WHAT YOU HAVE TO DO:
An exact reprint of the data below is required, line for line.

Segment Open

//! # Server templates: manifest, materialisation, discovery.
//!
//! A template is a directory plus manifest that can be cloned to produce a
//! runnable working directory for a dynamic server.
//!
//! - [`TemplateMetadata`] — manifest model (`template.yml`) with defaults
//! - [`Template`] — a validated template; [`Template::clone_to`] materialises it
//! - [`TemplateStore`] — discovery, case-insensitive lookup, reload, scaffolding

mod metadata;
mod store;
mod template;

pub use metadata::{TemplateMetadata, MANIFEST_FILE};
pub use store::TemplateStore;
pub use template::{Template, OVERRIDE_MAX_PLAYERS, OVERRIDE_PORT, OVERRIDE_SERVER_ID};

pub(crate) use template::find_server_artifact;
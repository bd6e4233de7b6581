//! Health surveillance scenarios: crash detection and heartbeat flapping.
//!
//! These tests run with a 1 s health-probe interval and real stub processes,
//! so they lean on generous polling deadlines rather than exact timing.

mod common;

use common::{wait_for, Sandbox};
use fleetvisor::{EventKind, Orchestrator, ServerStatus, SpawnOptions};

fn surveillance_config(sandbox: &Sandbox) -> String {
    format!(
        r#"
javaPath: {java}
processStartTimeoutSeconds: 10
healthCheckIntervalSeconds: 1
templates:
  bedwars:
    portRangeStart: 6100
    portRangeEnd: 6200
"#,
        java = sandbox.ready_stub()
    )
}

#[cfg(unix)]
fn kill_hard(pid: u32) {
    use nix::sys::signal::{kill, Signal};
    use nix::unistd::Pid;
    kill(Pid::from_raw(pid as i32), Signal::SIGKILL).expect("send SIGKILL");
}

#[cfg(unix)]
#[tokio::test]
async fn external_crash_is_detected_and_dynamic_dir_reclaimed() {
    let sandbox = Sandbox::new();
    sandbox.add_template("bedwars");
    sandbox.write_config(&surveillance_config(&sandbox));

    let orchestrator = Orchestrator::new(sandbox.root());
    orchestrator.initialize().await.unwrap();

    let instance = orchestrator
        .spawn_dynamic("bedwars", SpawnOptions::new())
        .await
        .unwrap();
    assert_eq!(instance.status(), ServerStatus::Running);

    let pid = instance.process().expect("running instance has a process").pid();
    kill_hard(pid);

    // The next probe tick flips the instance to Failed.
    let failed = wait_for(5_000, || instance.status() == ServerStatus::Failed).await;
    assert!(failed, "instance never turned Failed");
    assert_eq!(instance.stop_reason().as_deref(), Some("Process died"));

    // The async cleanup reclaims the working directory of the dynamic.
    let reclaimed = wait_for(5_000, || sandbox.dynamic_entries().is_empty()).await;
    assert!(reclaimed, "dynamic working dir was not reclaimed");

    orchestrator.shutdown().await;
}

#[tokio::test]
async fn overdue_heartbeat_flips_unhealthy_and_recovers_on_heartbeat() {
    let sandbox = Sandbox::new();
    sandbox.add_template("bedwars");
    sandbox.write_config(&surveillance_config(&sandbox));

    let orchestrator = Orchestrator::new(sandbox.root());
    let mut events = orchestrator.bus().subscribe();
    orchestrator.initialize().await.unwrap();

    let instance = orchestrator
        .spawn_dynamic("bedwars", SpawnOptions::new())
        .await
        .unwrap();
    let id = instance.server_id().to_string();

    // No heartbeats arrive; after 3 × interval the probe downgrades the
    // instance.
    let unhealthy = wait_for(8_000, || instance.status() == ServerStatus::Unhealthy).await;
    assert!(unhealthy, "instance never turned Unhealthy");

    orchestrator.on_heartbeat(&id).unwrap();
    assert_eq!(instance.status(), ServerStatus::Running);

    let mut saw_downgrade = false;
    let mut saw_recovery = false;
    while let Ok(event) = events.try_recv() {
        if event.kind != EventKind::ServerHealth || event.server_id != id {
            continue;
        }
        if event.current == Some(ServerStatus::Unhealthy) {
            saw_downgrade = true;
        }
        if event.recovered() {
            saw_recovery = true;
            assert_eq!(event.previous, Some(ServerStatus::Unhealthy));
            assert_eq!(event.current, Some(ServerStatus::Running));
        }
    }
    assert!(saw_downgrade, "no ServerHealth downgrade event");
    assert!(saw_recovery, "no ServerHealth recovery event");

    orchestrator.shutdown().await;
}

#[tokio::test]
async fn fresh_heartbeats_keep_the_instance_running() {
    let sandbox = Sandbox::new();
    sandbox.add_template("bedwars");
    sandbox.write_config(&surveillance_config(&sandbox));

    let orchestrator = Orchestrator::new(sandbox.root());
    orchestrator.initialize().await.unwrap();

    let instance = orchestrator
        .spawn_dynamic("bedwars", SpawnOptions::new())
        .await
        .unwrap();
    let id = instance.server_id().to_string();

    // Heartbeat faster than the staleness threshold for a few intervals.
    for _ in 0..4 {
        tokio::time::sleep(std::time::Duration::from_millis(900)).await;
        orchestrator.on_heartbeat(&id).unwrap();
    }
    assert_eq!(instance.status(), ServerStatus::Running);

    orchestrator.shutdown().await;
}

Segment Closed

FINISHED EXERCISE:
//! # Server templates: manifest, materialisation, discovery.
//!
//! A template is a directory plus manifest that can be cloned to produce a
//! runnable working directory for a dynamic server.
//!
//! - [`TemplateMetadata`] — manifest model (`template.yml`) with defaults
//! - [`Template`] — a validated template; [`Template::clone_to`] materialises it
//! - [`TemplateStore`] — discovery, case-insensitive lookup, reload, scaffolding

mod metadata;
mod store;
mod template;

pub use metadata::{TemplateMetadata, MANIFEST_FILE};
pub use store::TemplateStore;
pub use template::{Template, OVERRIDE_MAX_PLAYERS, OVERRIDE_PORT, OVERRIDE_SERVER_ID};

pub(crate) use template::find_server_artifact;
repository bd6e4233de7b6581
//! Health surveillance scenarios: crash detection and heartbeat flapping.
//!
//! These tests run with a 1 s health-probe interval and real stub processes,
//! so they lean on generous polling deadlines rather than exact timing.

mod common;

use common::{wait_for, Sandbox};
use fleetvisor::{EventKind, Orchestrator, ServerStatus, SpawnOptions};

fn surveillance_config(sandbox: &Sandbox) -> String {
    format!(
        r#"
javaPath: {java}
processStartTimeoutSeconds: 10
healthCheckIntervalSeconds: 1
templates:
  bedwars:
    portRangeStart: 6100
    portRangeEnd: 6200
"#,
        java = sandbox.ready_stub()
    )
}

#[cfg(unix)]
fn kill_hard(pid: u32) {
    use nix::sys::signal::{kill, Signal};
    use nix::unistd::Pid;
    kill(Pid::from_raw(pid as i32), Signal::SIGKILL).expect("send SIGKILL");
}

#[cfg(unix)]
#[tokio::test]
async fn external_crash_is_detected_and_dynamic_dir_reclaimed() {
    let sandbox = Sandbox::new();
    sandbox.add_template("bedwars");
    sandbox.write_config(&surveillance_config(&sandbox));

    let orchestrator = Orchestrator::new(sandbox.root());
    orchestrator.initialize().await.unwrap();

    let instance = orchestrator
        .spawn_dynamic("bedwars", SpawnOptions::new())
        .await
        .unwrap();
    assert_eq!(instance.status(), ServerStatus::Running);

    let pid = instance.process().expect("running instance has a process").pid();
    kill_hard(pid);

    // The next probe tick flips the instance to Failed.
    let failed = wait_for(5_000, || instance.status() == ServerStatus::Failed).await;
    assert!(failed, "instance never turned Failed");
    assert_eq!(instance.stop_reason().as_deref(), Some("Process died"));

    // The async cleanup reclaims the working directory of the dynamic.
    let reclaimed = wait_for(5_000, || sandbox.dynamic_entries().is_empty()).await;
    assert!(reclaimed, "dynamic working dir was not reclaimed");

    orchestrator.shutdown().await;
}

#[tokio::test]
async fn overdue_heartbeat_flips_unhealthy_and_recovers_on_heartbeat() {
    let sandbox = Sandbox::new();
    sandbox.add_template("bedwars");
    sandbox.write_config(&surveillance_config(&sandbox));

    let orchestrator = Orchestrator::new(sandbox.root());
    let mut events = orchestrator.bus().subscribe();
    orchestrator.initialize().await.unwrap();

    let instance = orchestrator
        .spawn_dynamic("bedwars", SpawnOptions::new())
        .await
        .unwrap();
    let id = instance.server_id().to_string();

    // No heartbeats arrive; after 3 × interval the probe downgrades the
    // instance.
    let unhealthy = wait_for(8_000, || instance.status() == ServerStatus::Unhealthy).await;
    assert!(unhealthy, "instance never turned Unhealthy");

    orchestrator.on_heartbeat(&id).unwrap();
    assert_eq!(instance.status(), ServerStatus::Running);

    let mut saw_downgrade = false;
    let mut saw_recovery = false;
    while let Ok(event) = events.try_recv() {
        if event.kind != EventKind::ServerHealth || event.server_id != id {
            continue;
        }
        if event.current == Some(ServerStatus::Unhealthy) {
            saw_downgrade = true;
        }
        if event.recovered() {
            saw_recovery = true;
            assert_eq!(event.previous, Some(ServerStatus::Unhealthy));
            assert_eq!(event.current, Some(ServerStatus::Running));
        }
    }
    assert!(saw_downgrade, "no ServerHealth downgrade event");
    assert!(saw_recovery, "no ServerHealth recovery event");

    orchestrator.shutdown().await;
}

#[tokio::test]
async fn fresh_heartbeats_keep_the_instance_running() {
    let sandbox = Sandbox::new();
    sandbox.add_template("bedwars");
    sandbox.write_config(&surveillance_config(&sandbox));

    let orchestrator = Orchestrator::new(sandbox.root());
    orchestrator.initialize().await.unwrap();

    let instance = orchestrator
        .spawn_dynamic("bedwars", SpawnOptions::new())
        .await
        .unwrap();
    let id = instance.server_id().to_string();

    // Heartbeat faster than the staleness threshold for a few intervals.
    for _ in 0..4 {
        tokio::time::sleep(std::time::Duration::from_millis(900)).await;
        orchestrator.on_heartbeat(&id).unwrap();
    }
    assert_eq!(instance.status(), ServerStatus::Running);

    orchestrator.shutdown().await;
}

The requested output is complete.